::: Recorded information :::
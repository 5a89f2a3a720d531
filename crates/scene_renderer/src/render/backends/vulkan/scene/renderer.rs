//! Scene renderer
//!
//! Owns the device context and everything built on it. Objects are added,
//! uploaded once, then drawn every frame with a fresh [`SceneUniform`].

use ash::vk;

use super::drawable::{DrawCall, DrawRole, Drawable, Transform};
use super::orchestrator::{self, PassTargets, PipelineHandles};
use super::shadow::ShadowPass;
use crate::core::config::RendererConfig;
use crate::render::backends::vulkan::memory::{MemoryStats, MemorySystem, MemoryUsage, SharedMemory};
use crate::render::backends::vulkan::rendering::commands::CommandPool;
use crate::render::backends::vulkan::rendering::pipelines::{SceneShaders, ScenePipelines};
use crate::render::backends::vulkan::resources::descriptor_set::{
    DescriptorPool, DescriptorSetWriter, SceneDescriptorLayouts,
};
use crate::render::backends::vulkan::resources::mesh::{Mesh, MeshData};
use crate::render::backends::vulkan::resources::sampler::Sampler;
use crate::render::backends::vulkan::resources::texture::{PixelData, Texture};
use crate::render::backends::vulkan::resources::uniform::{SceneUniform, UniformBuffer};
use crate::render::backends::vulkan::state::frame::{AcquireResult, FrameManager, FramePhase, HandleCounts};
use crate::render::backends::vulkan::state::offscreen::{OffscreenTarget, DEFAULT_IMAGE_COUNT};
use crate::render::backends::vulkan::state::swapchain::Swapchain;
use crate::render::backends::vulkan::state::targets::PresentTarget;
use crate::render::backends::vulkan::upload::staging::{staged, StagingOwner, UploadBatch};
use crate::render::backends::vulkan::{VulkanContext, VulkanError, VulkanResult};

/// What happened to a requested frame
#[derive(Debug, Clone, Copy, PartialEq, Eq)]
pub enum FrameOutcome {
    /// Rendered and queued for presentation
    Presented,
    /// The target was rebuilt; nothing was drawn or the next frame uses new resources
    Rebuilt,
    /// No image became available in time
    Timeout,
    /// The target has zero area (e.g. minimised); nothing was drawn
    Deferred,
}

/// Index of an object added to the renderer
#[derive(Debug, Clone, Copy, PartialEq, Eq, Hash)]
pub struct DrawableId(usize);

/// Two-pass shadowed scene renderer
pub struct SceneRenderer {
    drawables: Vec<Drawable>,
    texture_sets: Vec<vk::DescriptorSet>,
    uniform_set: Option<vk::DescriptorSet>,
    descriptor_pool: Option<DescriptorPool>,
    pipelines: Option<ScenePipelines>,
    frames: FrameManager,
    shadow: ShadowPass,
    uniform: UniformBuffer<SceneUniform>,
    layouts: SceneDescriptorLayouts,
    shaders: SceneShaders,
    color_sampler: Sampler,
    shadow_sampler: Sampler,
    upload_pool: CommandPool,
    memory: SharedMemory,
    config: RendererConfig,
    context: VulkanContext,
}

impl SceneRenderer {
    /// Build the renderer on `context`
    ///
    /// Presents to a swapchain when the context has a surface, otherwise to
    /// an offscreen ring of images.
    pub fn new(context: VulkanContext, config: RendererConfig, extent: vk::Extent2D) -> VulkanResult<Self> {
        config.validate().map_err(VulkanError::InitializationFailed)?;
        if extent.width == 0 || extent.height == 0 {
            return Err(VulkanError::invalid("Initial extent must be non-zero"));
        }

        let memory = MemorySystem::new(&context, &config.memory)?;
        let device = context.raw_device();

        let target: Box<dyn PresentTarget> = if context.surface().is_some() {
            Box::new(Swapchain::new(&context, extent, config.frame.vsync)?)
        } else {
            Box::new(OffscreenTarget::new(&context, &memory, extent, DEFAULT_IMAGE_COUNT)?)
        };

        let upload_pool = CommandPool::new(device.clone(), context.graphics_queue_family())?;
        let color_sampler = Sampler::color(&context, config.max_anisotropy)?;
        let shadow_sampler = Sampler::shadow(&context)?;
        let shaders = SceneShaders::load(&device, &config.shaders)?;
        let layouts = SceneDescriptorLayouts::new(&device)?;
        let uniform = UniformBuffer::new(device.clone(), &memory, &SceneUniform::default())?;
        let shadow = ShadowPass::new(&context, &memory, &config.shadow)?;
        let frames = FrameManager::new(&context, &memory, target, &config.frame)?;

        let mut renderer = Self {
            drawables: Vec::new(),
            texture_sets: Vec::new(),
            uniform_set: None,
            descriptor_pool: None,
            pipelines: None,
            frames,
            shadow,
            uniform,
            layouts,
            shaders,
            color_sampler,
            shadow_sampler,
            upload_pool,
            memory,
            config,
            context,
        };
        renderer.rebuild_pipelines()?;

        log::info!(
            "Scene renderer ready on {} ({}x{})",
            renderer.context.physical_device().name(),
            extent.width,
            extent.height
        );
        Ok(renderer)
    }

    fn require_not_uploaded(&self) -> VulkanResult<()> {
        if self.uniform_set.is_some() {
            Err(VulkanError::invalid("Objects cannot be added after resources were uploaded"))
        } else {
            Ok(())
        }
    }

    /// Add a lit object; `role` is [`DrawRole::Model`] or [`DrawRole::Plane`]
    pub fn add_drawable(
        &mut self,
        role: DrawRole,
        mesh: &MeshData,
        pixels: &PixelData,
        transform: Transform,
    ) -> VulkanResult<DrawableId> {
        self.require_not_uploaded()?;
        if role == DrawRole::Skybox {
            return Err(VulkanError::invalid("Use set_skybox for the skybox"));
        }

        let (mesh, texture) = staged(&self.memory, || {
            let mesh = Mesh::new(self.context.device(), &self.memory, mesh)?;
            let texture = Texture::from_pixels(&self.context, &self.memory, pixels, self.config.texture_encoding)?;
            Ok((mesh, texture))
        })?;
        self.drawables.push(Drawable::new(mesh, texture, transform, role));
        Ok(DrawableId(self.drawables.len() - 1))
    }

    /// Add the skybox from six cube faces (+X, -X, +Y, -Y, +Z, -Z)
    pub fn set_skybox(&mut self, faces: &[PixelData]) -> VulkanResult<DrawableId> {
        self.require_not_uploaded()?;
        if self.drawables.iter().any(|d| d.role() == DrawRole::Skybox) {
            return Err(VulkanError::invalid("Skybox already set"));
        }

        let (texture, mesh) = staged(&self.memory, || {
            let texture = Texture::cubemap(&self.context, &self.memory, faces, self.config.texture_encoding)?;
            let mesh = Mesh::new(self.context.device(), &self.memory, &MeshData::cube())?;
            Ok((texture, mesh))
        })?;
        self.drawables
            .push(Drawable::new(mesh, texture, Transform::identity(), DrawRole::Skybox));
        Ok(DrawableId(self.drawables.len() - 1))
    }

    /// Move an object
    pub fn set_transform(&mut self, id: DrawableId, transform: Transform) -> VulkanResult<()> {
        let drawable = self
            .drawables
            .get_mut(id.0)
            .ok_or_else(|| VulkanError::invalid(format!("No drawable {}", id.0)))?;
        drawable.set_transform(transform);
        Ok(())
    }

    /// Copy every staged object to the device and write descriptor sets
    ///
    /// Submits one batch, waits for it, releases all staging buffers and
    /// resets the staging pool.
    pub fn upload_resources(&mut self) -> VulkanResult<()> {
        self.require_not_uploaded()?;

        let mut batch = UploadBatch::begin(
            &self.upload_pool,
            self.context.graphics_queue(),
            &self.memory,
            self.config.frame.fence_timeout_ns(),
        )?;
        for drawable in &self.drawables {
            drawable.upload(batch.recorder())?;
        }
        batch.finish(
            self.drawables
                .iter_mut()
                .map(|drawable| drawable as &mut dyn StagingOwner),
        )?;

        let device = self.context.device();
        let object_count = self.drawables.len() as u32;
        let pool = DescriptorPool::new(device.clone(), object_count + 1, 1, object_count + 1)?;

        let uniform_set = pool.allocate(&self.layouts.uniform)?;
        let mut writer = DescriptorSetWriter::new()
            .write_buffer(uniform_set, 0, self.uniform.descriptor_info())
            .write_image(
                uniform_set,
                1,
                self.shadow.view(),
                self.shadow_sampler.handle(),
                self.shadow.sampled_layout(),
            );

        let mut texture_sets = Vec::with_capacity(self.drawables.len());
        for drawable in &self.drawables {
            let set = pool.allocate(&self.layouts.texture)?;
            writer = writer.write_image(
                set,
                0,
                drawable.texture().view(),
                self.color_sampler.handle(),
                vk::ImageLayout::SHADER_READ_ONLY_OPTIMAL,
            );
            texture_sets.push(set);
        }
        writer.update(device);

        self.texture_sets = texture_sets;
        self.uniform_set = Some(uniform_set);
        self.descriptor_pool = Some(pool);

        log::info!("Uploaded {} scene objects", self.drawables.len());
        Ok(())
    }

    /// Render one frame with `scene` as the uniform block
    pub fn render_frame(&mut self, scene: &SceneUniform) -> VulkanResult<FrameOutcome> {
        let uniform_set = self
            .uniform_set
            .ok_or_else(|| VulkanError::invalid("Resources must be uploaded before rendering"))?;

        match self.frames.acquire(&self.context)? {
            AcquireResult::Ready(_) => {}
            AcquireResult::Timeout => return Ok(FrameOutcome::Timeout),
            AcquireResult::Deferred => return Ok(FrameOutcome::Deferred),
            AcquireResult::Rebuilt => {
                self.rebuild_pipelines()?;
                return Ok(FrameOutcome::Rebuilt);
            }
        }

        match self.draw_acquired(scene, uniform_set) {
            Ok(true) => {
                self.rebuild_pipelines()?;
                Ok(FrameOutcome::Rebuilt)
            }
            Ok(false) => Ok(FrameOutcome::Presented),
            Err(e) => {
                log::error!("Frame failed after acquire: {e}");
                self.frames.abandon()?;
                Err(e)
            }
        }
    }

    /// Update, record, submit and present the acquired image
    ///
    /// Returns `true` when presenting rebuilt the target. On error the frame
    /// is left mid-flight for [`FrameManager::abandon`].
    fn draw_acquired(&mut self, scene: &SceneUniform, uniform_set: vk::DescriptorSet) -> VulkanResult<bool> {
        self.uniform.update(scene)?;

        let draws: Vec<DrawCall> = self
            .drawables
            .iter()
            .zip(&self.texture_sets)
            .map(|(drawable, &set)| drawable.draw_call(set))
            .collect();
        let pipelines = PipelineHandles::from(
            self.pipelines
                .as_ref()
                .ok_or_else(|| VulkanError::invalid("Pipelines are not built"))?,
        );
        let shadow_pass = self.shadow.render_pass().handle();
        let shadow_framebuffer = self.shadow.framebuffer();
        let shadow_extent = self.shadow.extent();
        let clear_color = self.config.frame.clear_color;

        self.frames.record(|recorder, main| {
            let targets = PassTargets {
                shadow_pass,
                shadow_framebuffer,
                shadow_extent,
                main,
                clear_color,
            };
            orchestrator::record_frame(recorder, &targets, &pipelines, uniform_set, &draws)
        })?;
        self.frames.submit()?;
        self.frames.present(&self.context)
    }

    /// Handle a framebuffer resize; zero area defers the rebuild
    pub fn resize(&mut self, extent: vk::Extent2D) -> VulkanResult<FrameOutcome> {
        if self.frames.resize(&self.context, extent)? {
            self.rebuild_pipelines()?;
            Ok(FrameOutcome::Rebuilt)
        } else {
            Ok(FrameOutcome::Deferred)
        }
    }

    /// Flip vsync and rebuild; returns the new setting
    pub fn toggle_vsync(&mut self) -> VulkanResult<bool> {
        let vsync = !self.frames.vsync();
        self.frames.set_vsync(&self.context, vsync)?;
        self.rebuild_pipelines()?;
        log::info!("VSync {}", if vsync { "enabled" } else { "disabled" });
        Ok(vsync)
    }

    fn rebuild_pipelines(&mut self) -> VulkanResult<()> {
        self.pipelines = None;
        if self.frames.is_deferred() {
            return Ok(());
        }
        let pipelines = ScenePipelines::new(
            self.context.device(),
            &self.shaders,
            &self.layouts,
            self.frames.render_pass()?,
            self.frames.extent(),
            self.shadow.render_pass(),
            self.shadow.extent(),
            &self.config.shadow,
        )?;
        self.pipelines = Some(pipelines);
        Ok(())
    }

    /// Current target extent
    pub fn extent(&self) -> vk::Extent2D {
        self.frames.extent()
    }

    /// Whether presentation waits for vertical blank
    pub fn vsync(&self) -> bool {
        self.frames.vsync()
    }

    /// Phase of the frame in progress
    pub fn frame_phase(&self) -> FramePhase {
        self.frames.phase()
    }

    /// Live per-image handle counts
    pub fn handle_counts(&self) -> HandleCounts {
        self.frames.handle_counts()
    }

    /// Number of added objects, skybox included
    pub fn drawable_count(&self) -> usize {
        self.drawables.len()
    }

    /// Pool usage
    pub fn memory_stats(&self, usage: MemoryUsage) -> MemoryStats {
        self.memory.borrow().stats(usage)
    }

    /// Device context
    pub fn context(&self) -> &VulkanContext {
        &self.context
    }

    /// Shared allocator
    pub fn memory(&self) -> &SharedMemory {
        &self.memory
    }

    /// Renderer settings
    pub fn config(&self) -> &RendererConfig {
        &self.config
    }
}

impl Drop for SceneRenderer {
    fn drop(&mut self) {
        if let Err(e) = self.context.wait_idle() {
            log::error!("Failed to wait for device idle during renderer teardown: {e}");
        }
    }
}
:::
* Activity: If a line in the data above holds the string "allocate", report that line.

* Exercise output:
        let uniform_set = pool.allocate(&self.layouts.uniform)?;
            let set = pool.allocate(&self.layouts.texture)?;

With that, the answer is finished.